- [TASK BRIEF] Return only the stretch of the material below that begins with the line containing "(one per prompt)" and ends with the line containing "build one is", exactly; both of those lines belong to it.
========================
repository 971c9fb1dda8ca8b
use super::Amount;

/// A single expense entered by the user.
/// Records are immutable once added to the ledger; there is no edit or delete.
#[derive(Debug, Clone, PartialEq, Eq)]
pub struct ExpenseRecord {
    /// Always strictly positive
    pub amount: Amount,
    /// Free-text label, compared verbatim when grouping (case and whitespace kept)
    pub category: String,
    /// Optional free text; empty when the user skipped it
    pub description: String,
}

impl ExpenseRecord {
    pub fn new(amount: Amount, category: impl Into<String>, description: impl Into<String>) -> Self {
        Self {
            amount,
            category: category.into(),
            description: description.into(),
        }
    }
}
use std::io::{BufRead, Write};

use crate::application::AppError;
use crate::domain::{format_amount, Amount, Ledger};

use super::Prompt;

const MENU: [&str; 6] = [
    "====== EXPENSE TRACKER MENU ======",
    "1. Add an expense",
    "2. View all expenses",
    "3. View total spent",
    "4. View total spent by category",
    "5. Exit",
];

/// One entry of the main menu, selected by its exact number.
#[derive(Debug, Clone, Copy, PartialEq, Eq)]
pub enum MenuChoice {
    Add,
    ViewAll,
    ViewTotal,
    ViewByCategory,
    Exit,
}

impl MenuChoice {
    /// Only the literal strings "1" to "5" select an entry; " 1" or "1." do not.
    pub fn parse(input: &str) -> Option<Self> {
        match input {
            "1" => Some(MenuChoice::Add),
            "2" => Some(MenuChoice::ViewAll),
            "3" => Some(MenuChoice::ViewTotal),
            "4" => Some(MenuChoice::ViewByCategory),
            "5" => Some(MenuChoice::Exit),
            _ => None,
        }
    }
}

/// Interactive menu loop over a [`Ledger`].
pub struct Shell<R, W> {
    ledger: Ledger,
    prompt: Prompt<R, W>,
}

impl<R: BufRead, W: Write> Shell<R, W> {
    pub fn new(input: R, output: W) -> Self {
        Self::with_ledger(Ledger::new(), input, output)
    }

    pub fn with_ledger(ledger: Ledger, input: R, output: W) -> Self {
        Self {
            ledger,
            prompt: Prompt::new(input, output),
        }
    }

    pub fn ledger(&self) -> &Ledger {
        &self.ledger
    }

    pub fn into_parts(self) -> (Ledger, W) {
        (self.ledger, self.prompt.into_output())
    }

    /// Show the menu and dispatch choices until the user exits.
    pub fn run(&mut self) -> Result<(), AppError> {
        tracing::info!("Expense tracker session started");

        loop {
            self.display_menu()?;
            let input = self.prompt.ask("Enter your choice: ")?;

            match MenuChoice::parse(&input) {
                Some(MenuChoice::Add) => self.add_expense()?,
                Some(MenuChoice::ViewAll) => self.view_all_expenses()?,
                Some(MenuChoice::ViewTotal) => self.view_total_spent()?,
                Some(MenuChoice::ViewByCategory) => self.view_total_by_category()?,
                Some(MenuChoice::Exit) => {
                    self.prompt.say("Exiting the Expense Tracker. Goodbye!")?;
                    break;
                }
                None => {
                    tracing::debug!(choice = %input, "Unrecognized menu choice");
                    self.prompt
                        .say("Invalid input! Please select a valid option from the menu.")?;
                }
            }
        }

        tracing::info!(expenses = self.ledger.len(), "Expense tracker session ended");
        Ok(())
    }

    fn display_menu(&mut self) -> Result<(), AppError> {
        self.prompt.blank_line()?;
        for line in MENU {
            self.prompt.say(line)?;
        }
        Ok(())
    }

    fn add_expense(&mut self) -> Result<(), AppError> {
        let amount = self.read_amount()?;
        let category = self.prompt.ask("Enter the category for this expense: ")?;
        let description = self.prompt.ask("Enter a short description (optional): ")?;

        let record = self.ledger.try_add(amount.value(), category, description)?;
        tracing::debug!(
            amount = %record.amount,
            category = %record.category,
            "Expense recorded"
        );

        self.prompt.say("Expense added successfully!")
    }

    /// Re-prompt until the input is a number greater than zero that still fits in the total.
    fn read_amount(&mut self) -> Result<Amount, AppError> {
        loop {
            let input = self.prompt.ask("Enter the expense amount: ")?;
            let rejection = match input.parse::<Amount>() {
                Ok(amount) => match self.ledger.check_capacity(amount) {
                    Ok(()) => return Ok(amount),
                    Err(e) => e.to_string(),
                },
                Err(e) => e.to_string(),
            };

            tracing::debug!(input = %input, error = %rejection, "Rejected expense amount");
            self.prompt.say(&rejection)?;
        }
    }

    fn view_all_expenses(&mut self) -> Result<(), AppError> {
        if self.ledger.is_empty() {
            return self.prompt.say("No expenses recorded yet.");
        }

        self.prompt.blank_line()?;
        self.prompt.say("All Recorded Expenses:")?;
        for (i, record) in self.ledger.list().iter().enumerate() {
            let line = format!(
                "{}. Amount: ${}, Category: {}, Description: {}",
                i + 1,
                record.amount,
                record.category,
                record.description
            );
            self.prompt.say(&line)?;
        }
        Ok(())
    }

    fn view_total_spent(&mut self) -> Result<(), AppError> {
        if self.ledger.is_empty() {
            return self.prompt.say("No expenses to calculate.");
        }

        let total = format_amount(self.ledger.total());
        self.prompt.say(&format!("Total spent so far: ${}", total))
    }

    fn view_total_by_category(&mut self) -> Result<(), AppError> {
        if self.ledger.is_empty() {
            return self.prompt.say("No expenses to summarize.");
        }

        self.prompt.blank_line()?;
        self.prompt.say("Total Spent By Category:")?;
        for (category, total) in self.ledger.totals_by_category() {
            self.prompt.say(&format!("  {}: ${}", category, format_amount(total)))?;
        }
        Ok(())
    }
}
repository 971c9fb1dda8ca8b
mod expense;
mod ledger;
mod money;

pub use expense::*;
pub use ledger::*;
pub use money::*;
mod prompt;
mod shell;

pub use prompt::Prompt;
pub use shell::{MenuChoice, Shell};

use std::io;

use anyhow::Result;
use clap::Parser;
use tracing::Level;

/// Expense Tracker - record expenses and see where the money goes
#[derive(Parser)]
#[command(name = "expense-tracker")]
#[command(about = "An interactive, in-memory expense tracker with per-category totals")]
#[command(version)]
pub struct Cli {
    /// Log session activity to stderr
    #[arg(short, long)]
    pub verbose: bool,
}

impl Cli {
    pub fn run(self) -> Result<()> {
        let level = if self.verbose { Level::DEBUG } else { Level::WARN };
        tracing_subscriber::fmt()
            .with_max_level(level)
            .with_writer(io::stderr)
            .with_target(false)
            .init();

        let stdin = io::stdin();
        let mut shell = Shell::new(stdin.lock(), io::stdout().lock());
        shell.run()?;
        Ok(())
    }
}
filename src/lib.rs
pub mod application;
pub mod cli;
pub mod domain;

pub use domain::*;
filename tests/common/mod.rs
// Allow dead_code because these helpers are used across different test files
// which are compiled separately
#![allow(dead_code)]

use std::io::Cursor;

use anyhow::Result;
use expense_tracker::cli::Shell;
use expense_tracker::domain::Ledger;

/// Result of a scripted session: the final ledger and everything written to the terminal
pub struct Session {
    pub ledger: Ledger,
    pub output: String,
}

/// Run a full shell session, feeding `lines` as the user's answers (one per prompt)
pub fn run_session(lines: &[&str]) -> Result<Session> {
    let mut script = lines.join("\n");
    script.push('\n');

    let mut shell = Shell::new(Cursor::new(script.into_bytes()), Vec::new());
    shell.run()?;

    let (ledger, output) = shell.into_parts();
    Ok(Session {
        ledger,
        output: String::from_utf8(output)?,
    })
}

/// Menu answers for one "Add an expense" round
pub fn add(amount: &'static str, category: &'static str, description: &'static str) -> [&'static str; 4] {
    ["1", amount, category, description]
}
use std::str::FromStr;

use rust_decimal::prelude::FromPrimitive;
use rust_decimal::Decimal;
use thiserror::Error;

/// Exclusive upper bound for a single amount and for any ledger total: 10^26.
/// Below it a value always keeps two fractional digits within Decimal's 28-digit precision.
pub const MAX_AMOUNT: Decimal =
    Decimal::from_parts(0xE400_0000, 0xDCC8_0CD2, 0x0052_B7D2, false, 0);

/// A strictly positive amount of money, below [`MAX_AMOUNT`].
///
/// Amounts are exact decimals rather than floats, so totals and per-category
/// totals always add up to the same value. The only way to build one is
/// through [`Amount::new`] or parsing, both of which enforce the range.
#[derive(Debug, Clone, Copy, PartialEq, Eq, PartialOrd, Ord, Hash)]
pub struct Amount(Decimal);

impl Amount {
    pub fn new(value: Decimal) -> Result<Self, ParseAmountError> {
        if value <= Decimal::ZERO {
            return Err(ParseAmountError::NotPositive);
        }
        if value >= MAX_AMOUNT {
            return Err(ParseAmountError::TooLarge);
        }
        Ok(Self(value))
    }

    pub fn value(self) -> Decimal {
        self.0
    }
}

impl FromStr for Amount {
    type Err = ParseAmountError;

    /// Parse user input into an amount.
    /// Example: "15" -> 15, " 12.50 " -> 12.50, "1e3" -> 1000
    ///
    /// Anything that reads as a real number gets a range error rather than
    /// `NotNumeric`: `1e30` is too large, `1e-40` is too small.
    fn from_str(input: &str) -> Result<Self, Self::Err> {
        let input = input.trim();
        let approx: f64 = input.parse().map_err(|_| ParseAmountError::NotNumeric)?;

        let unsigned = input.trim_start_matches(['+', '-']);
        if !approx.is_finite() {
            // "inf" and "nan" are words, "1e400" is a number that overflowed f64
            return match unsigned.chars().next() {
                Some(c) if c.is_ascii_digit() || c == '.' => Err(ParseAmountError::TooLarge),
                _ => Err(ParseAmountError::NotNumeric),
            };
        }

        let mantissa = unsigned.split(['e', 'E']).next().unwrap_or_default();
        if input.starts_with('-') || !mantissa.chars().any(|c| matches!(c, '1'..='9')) {
            return Err(ParseAmountError::NotPositive);
        }

        let value = match Decimal::from_str(input).or_else(|_| Decimal::from_scientific(input)) {
            Ok(value) => value,
            Err(_) if approx.abs() >= 1.0 => {
                Decimal::from_f64(approx).ok_or(ParseAmountError::TooLarge)?
            }
            Err(_) => Decimal::from_f64(approx).unwrap_or(Decimal::ZERO),
        };

        // Positive input that rounds away at 28 decimal places
        if value.is_zero() {
            return Err(ParseAmountError::TooSmall);
        }
        Self::new(value)
    }
}

impl std::fmt::Display for Amount {
    fn fmt(&self, f: &mut std::fmt::Formatter<'_>) -> std::fmt::Result {
        f.write_str(&format_amount(self.0))
    }
}

/// Format a decimal with exactly two fractional digits.
/// Example: 15 -> "15.00", 19.75 -> "19.75", 0.125 -> "0.12"
///
/// Values must be below [`MAX_AMOUNT`]; above it Decimal has no room for the cents.
pub fn format_amount(value: Decimal) -> String {
    let mut rounded = value.round_dp(2);
    rounded.rescale(2);
    rounded.to_string()
}

#[derive(Error, Debug, Clone, PartialEq, Eq)]
pub enum ParseAmountError {
    #[error("Invalid amount. Please enter a numeric value.")]
    NotNumeric,

    #[error("Amount must be greater than 0. Please try again.")]
    NotPositive,

    #[error("Amount is too large. Please enter a value below 100000000000000000000000000.")]
    TooLarge,

    #[error(
        "Amount is too small to record. Please enter at least 0.0000000000000000000000000001."
    )]
    TooSmall,
}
========================
- [EXERCISE OUTPUT]
/// Run a full shell session, feeding `lines` as the user's answers (one per prompt)
pub fn run_session(lines: &[&str]) -> Result<Session> {
    let mut script = lines.join("\n");
    script.push('\n');

    let mut shell = Shell::new(Cursor::new(script.into_bytes()), Vec::new());
    shell.run()?;

    let (ledger, output) = shell.into_parts();
    Ok(Session {
        ledger,
        output: String::from_utf8(output)?,
    })
}

/// Menu answers for one "Add an expense" round
pub fn add(amount: &'static str, category: &'static str, description: &'static str) -> [&'static str; 4] {
    ["1", amount, category, description]
}
use std::str::FromStr;

use rust_decimal::prelude::FromPrimitive;
use rust_decimal::Decimal;
use thiserror::Error;

/// Exclusive upper bound for a single amount and for any ledger total: 10^26.
/// Below it a value always keeps two fractional digits within Decimal's 28-digit precision.
pub const MAX_AMOUNT: Decimal =
    Decimal::from_parts(0xE400_0000, 0xDCC8_0CD2, 0x0052_B7D2, false, 0);

/// A strictly positive amount of money, below [`MAX_AMOUNT`].
///
/// Amounts are exact decimals rather than floats, so totals and per-category
/// totals always add up to the same value. The only way to build one is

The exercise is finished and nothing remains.